Zambia mandates pre-export checks of all Indian medicines to curb entry of substandard, fake drugs

New Delhi: Zambia has for the first time mandated pre-export checks of all Indian medicines destined for the African nation in a bid to curb the entry of substandard, adulterated and fake drugs.

Starting 1 October, every medicine consignment must undergo document checks, physical inspection and quality testing by a laboratory appointed by the Zambia Medicines Regulatory Authority (ZAMRA). Only after a Clean Report of Inspection and Analysis (CRIA) certificate is issued will these medicine consignments be cleared by Zambian customs.

“This regulation is being implemented to curb the entry of substandard and falsified medicines into the Zambian market and applies to all pharmaceutical products exported from India,” the Pharmaceuticals Export Promotion Council of India (Pharmexcil) said in a circular on its website dated 6 August. The council, with over 4,000 member-companies, said ZAMRA officially communicated the implementation of the new mandatory requirement for all pharmaceutical consignments exported to Zambia.

According to the circular, all shipments with a bill of lading dated on or after 1 October 2025 must be accompanied by the CRIA. This document certifies that the products meet the required quality standards.

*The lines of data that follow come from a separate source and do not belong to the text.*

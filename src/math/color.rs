/// RGB colour with a straight (non-premultiplied) alpha in [0, 1]
#[derive(Debug, Clone, Copy, PartialEq)]
pub struct Color {
    pub r: u8,
    pub g: u8,
    pub b: u8,
    pub a: f32,
}

impl Color {
    pub const BLACK: Color = Color::rgb(0, 0, 0);
    pub const WHITE: Color = Color::rgb(255, 255, 255);

    pub const fn rgb(r: u8, g: u8, b: u8) -> Self {
        Self { r, g, b, a: 1.0 }
    }

    pub const fn rgba(r: u8, g: u8, b: u8, a: f32) -> Self {
        Self { r, g, b, a }
    }

    /// Colour from a packed `0xRRGGBB` literal
    pub const fn hex(rgb: u32) -> Self {
        Self::rgb((rgb >> 16) as u8, (rgb >> 8) as u8, rgb as u8)
    }

    /// Parse `#RRGGBB` (or `RRGGBB`). Returns None on anything else.
    pub fn parse_hex(text: &str) -> Option<Self> {
        let digits = text.strip_prefix('#').unwrap_or(text);
        if digits.len() != 6 {
            return None;
        }
        u32::from_str_radix(digits, 16).ok().map(Self::hex)
    }

    /// CSS-style hsla: hue in degrees (any value, wrapped), saturation and
    /// lightness as fractions
    pub fn hsla(hue_degrees: f32, saturation: f32, lightness: f32, alpha: f32) -> Self {
        let hue = if hue_degrees.is_finite() {
            hue_degrees.rem_euclid(360.0) / 360.0
        } else {
            0.0
        };
        let [r, g, b] = hsl_to_rgb(hue, saturation.clamp(0.0, 1.0), lightness.clamp(0.0, 1.0));
        Self {
            r: to_channel(r),
            g: to_channel(g),
            b: to_channel(b),
            a: alpha,
        }
    }

    pub fn with_alpha(self, alpha: f32) -> Self {
        Self { a: alpha, ..self }
    }

    /// Alpha clamped into [0, 1]; NaN counts as fully transparent
    pub fn opacity(&self) -> f32 {
        if self.a.is_nan() {
            0.0
        } else {
            self.a.clamp(0.0, 1.0)
        }
    }

    pub fn to_hex_string(&self) -> String {
        format!("#{:02X}{:02X}{:02X}", self.r, self.g, self.b)
    }
}

fn to_channel(value: f32) -> u8 {
    (value * 255.0).round().clamp(0.0, 255.0) as u8
}

/// HSL → RGB, hue in [0, 1)
pub fn hsl_to_rgb(h: f32, s: f32, l: f32) -> [f32; 3] {
    let c = (1.0 - (2.0 * l - 1.0).abs()) * s;
    let h_prime = (h * 6.0) % 6.0;
    let x = c * (1.0 - ((h_prime % 2.0) - 1.0).abs());
    let m = l - c / 2.0;

    let (r, g, b) = match h_prime as i32 {
        0 => (c, x, 0.0),
        1 => (x, c, 0.0),
        2 => (0.0, c, x),
        3 => (0.0, x, c),
        4 => (x, 0.0, c),
        _ => (c, 0.0, x),
    };

    [r + m, g + m, b + m]
}

#[cfg(test)]
mod tests {
    use super::*;

    #[test]
    fn test_hsl_to_rgb_red() {
        let rgb = hsl_to_rgb(0.0, 1.0, 0.5);
        assert!((rgb[0] - 1.0).abs() < 0.01);
        assert!(rgb[1].abs() < 0.01);
        assert!(rgb[2].abs() < 0.01);
    }

    #[test]
    fn test_hsl_to_rgb_white() {
        let rgb = hsl_to_rgb(0.0, 0.0, 1.0);
        assert!((rgb[0] - 1.0).abs() < 0.01);
        assert!((rgb[1] - 1.0).abs() < 0.01);
        assert!((rgb[2] - 1.0).abs() < 0.01);
    }

    #[test]
    fn test_hsla_cyan() {
        let c = Color::hsla(180.0, 1.0, 0.5, 0.15);
        assert_eq!((c.r, c.g, c.b), (0, 255, 255));
        assert_eq!(c.a, 0.15);
    }

    #[test]
    fn test_hsla_wraps_large_hue() {
        assert_eq!(Color::hsla(540.0, 1.0, 0.5, 1.0), Color::hsla(180.0, 1.0, 0.5, 1.0));
        assert_eq!(Color::hsla(-180.0, 1.0, 0.5, 1.0), Color::hsla(180.0, 1.0, 0.5, 1.0));
    }

    #[test]
    fn test_hsla_non_finite_hue() {
        let c = Color::hsla(f32::NAN, 1.0, 0.5, 1.0);
        assert_eq!((c.r, c.g, c.b), (255, 0, 0));
    }

    #[test]
    fn test_hex() {
        assert_eq!(Color::hex(0x00F7FF), Color::rgb(0, 247, 255));
        assert_eq!(Color::parse_hex("#ed4543"), Some(Color::rgb(0xed, 0x45, 0x43)));
        assert_eq!(Color::parse_hex("red"), None);
        assert_eq!(Color::hex(0x00F7FF).to_hex_string(), "#00F7FF");
    }

    #[test]
    fn test_opacity_clamps() {
        assert_eq!(Color::WHITE.with_alpha(1.7).opacity(), 1.0);
        assert_eq!(Color::WHITE.with_alpha(-0.3).opacity(), 0.0);
        assert_eq!(Color::WHITE.with_alpha(f32::NAN).opacity(), 0.0);
    }
}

“Every country has the right to make quality control checks. This measure is a direct response to concerns about substandard and falsified medicines entering the Zambian market,” said an official in the know of the matter. “Right now, a product is registered, then the customer places the order and the manufacturers start selling. Now, with Zambia’s new regulatory provision, the products will be verified by them and then it will be cleared for exports to Zambia.”

Zambia accounted for less than 1% of India’s pharmaceutical exports in FY24. The measure comes in the backdrop of poor-quality Indian-made cough syrups that have been linked to the deaths of 84 children in Gambia and Uzbekistan since 2022.

Authorized agency

According to the circular, ZAMRA has designated Quntrol Laboratories Pvt Ltd as the authorized agency in India to conduct the verifications, inspections and testing, and to issue the CRIA.

“Exporters are requested to ensure strict compliance with this requirement to avoid any clearance issues at the Zambian border,” Pharmexcil stated.

India’s pharmaceutical industry, the world’s third largest by volume, is a global powerhouse with a diverse product base including generic drugs, vaccines and biologics. The industry’s strong global presence and significant export value highlight its importance in providing accessible and affordable medicines worldwide.

In FY24, the market was valued at $50 billion, with exports accounting for $26.5 billion. India’s pharmaceutical exports to Zambia reached $99.49 million during this period.

Manufacturing or selling substandard, adulterated or fake drugs is a punishable offence in India. To ensure public safety, the Central Drugs Standard Control Organization puts out monthly “Drug Alerts” that list medicines that fail quality checks.

When a drug is found to be not of standard quality, the manufacturer is immediately required to recall the product and halt further distribution. Based on investigations, the licensing authorities can suspend or cancel permits and issue stop-production orders.